* _TASK INPUTS_
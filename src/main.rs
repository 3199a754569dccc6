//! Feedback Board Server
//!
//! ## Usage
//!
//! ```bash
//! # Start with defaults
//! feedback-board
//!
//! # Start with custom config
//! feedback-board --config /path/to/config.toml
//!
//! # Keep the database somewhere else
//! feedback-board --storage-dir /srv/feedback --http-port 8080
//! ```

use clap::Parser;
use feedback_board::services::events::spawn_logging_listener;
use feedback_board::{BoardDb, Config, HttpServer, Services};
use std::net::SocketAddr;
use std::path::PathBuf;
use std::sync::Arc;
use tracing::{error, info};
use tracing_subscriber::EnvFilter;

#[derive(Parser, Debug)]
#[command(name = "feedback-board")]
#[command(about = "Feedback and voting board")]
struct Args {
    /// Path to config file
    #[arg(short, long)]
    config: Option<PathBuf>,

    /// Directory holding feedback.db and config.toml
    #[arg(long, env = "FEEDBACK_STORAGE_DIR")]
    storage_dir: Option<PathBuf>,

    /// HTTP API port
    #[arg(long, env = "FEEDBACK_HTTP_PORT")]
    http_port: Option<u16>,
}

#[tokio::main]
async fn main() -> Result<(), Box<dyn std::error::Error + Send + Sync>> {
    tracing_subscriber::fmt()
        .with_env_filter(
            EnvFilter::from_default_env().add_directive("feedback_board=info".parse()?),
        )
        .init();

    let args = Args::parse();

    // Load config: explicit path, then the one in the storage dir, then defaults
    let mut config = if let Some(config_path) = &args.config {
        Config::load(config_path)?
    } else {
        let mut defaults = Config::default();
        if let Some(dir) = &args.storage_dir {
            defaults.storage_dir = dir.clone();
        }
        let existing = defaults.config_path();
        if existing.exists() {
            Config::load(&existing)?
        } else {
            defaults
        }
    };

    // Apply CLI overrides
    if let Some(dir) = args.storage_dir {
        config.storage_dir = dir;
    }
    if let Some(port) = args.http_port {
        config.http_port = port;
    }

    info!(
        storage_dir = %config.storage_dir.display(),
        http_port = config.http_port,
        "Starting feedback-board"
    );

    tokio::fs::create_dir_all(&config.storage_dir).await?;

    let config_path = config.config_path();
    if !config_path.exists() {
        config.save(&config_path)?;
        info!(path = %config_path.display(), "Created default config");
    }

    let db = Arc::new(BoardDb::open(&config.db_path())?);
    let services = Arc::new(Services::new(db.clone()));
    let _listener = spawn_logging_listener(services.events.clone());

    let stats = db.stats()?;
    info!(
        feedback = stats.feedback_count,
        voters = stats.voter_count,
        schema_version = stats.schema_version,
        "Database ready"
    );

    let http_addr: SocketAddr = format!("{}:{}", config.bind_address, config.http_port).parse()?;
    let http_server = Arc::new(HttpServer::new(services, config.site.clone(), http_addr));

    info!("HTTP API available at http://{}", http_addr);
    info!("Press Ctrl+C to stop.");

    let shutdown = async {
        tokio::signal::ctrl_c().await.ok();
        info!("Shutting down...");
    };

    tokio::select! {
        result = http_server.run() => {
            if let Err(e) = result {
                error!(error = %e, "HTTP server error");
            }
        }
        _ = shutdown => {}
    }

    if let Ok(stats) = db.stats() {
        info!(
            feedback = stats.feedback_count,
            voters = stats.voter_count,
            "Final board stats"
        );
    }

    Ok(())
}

* * *

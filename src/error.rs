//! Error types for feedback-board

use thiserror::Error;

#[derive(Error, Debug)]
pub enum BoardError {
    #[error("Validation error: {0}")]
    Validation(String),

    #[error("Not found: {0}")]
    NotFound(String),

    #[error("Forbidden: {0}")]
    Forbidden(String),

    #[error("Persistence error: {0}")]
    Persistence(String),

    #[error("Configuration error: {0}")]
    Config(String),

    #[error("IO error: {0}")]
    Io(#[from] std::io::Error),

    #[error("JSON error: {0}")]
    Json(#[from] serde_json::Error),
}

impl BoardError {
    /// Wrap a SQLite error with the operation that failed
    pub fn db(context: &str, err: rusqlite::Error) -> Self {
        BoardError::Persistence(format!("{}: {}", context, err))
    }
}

* _REQUIRED WORK_
Go through the material and copy each line in which the word "Validation" occurs.

* _YOUR SOLUTION_
    #[error("Validation error: {0}")]
    Validation(String),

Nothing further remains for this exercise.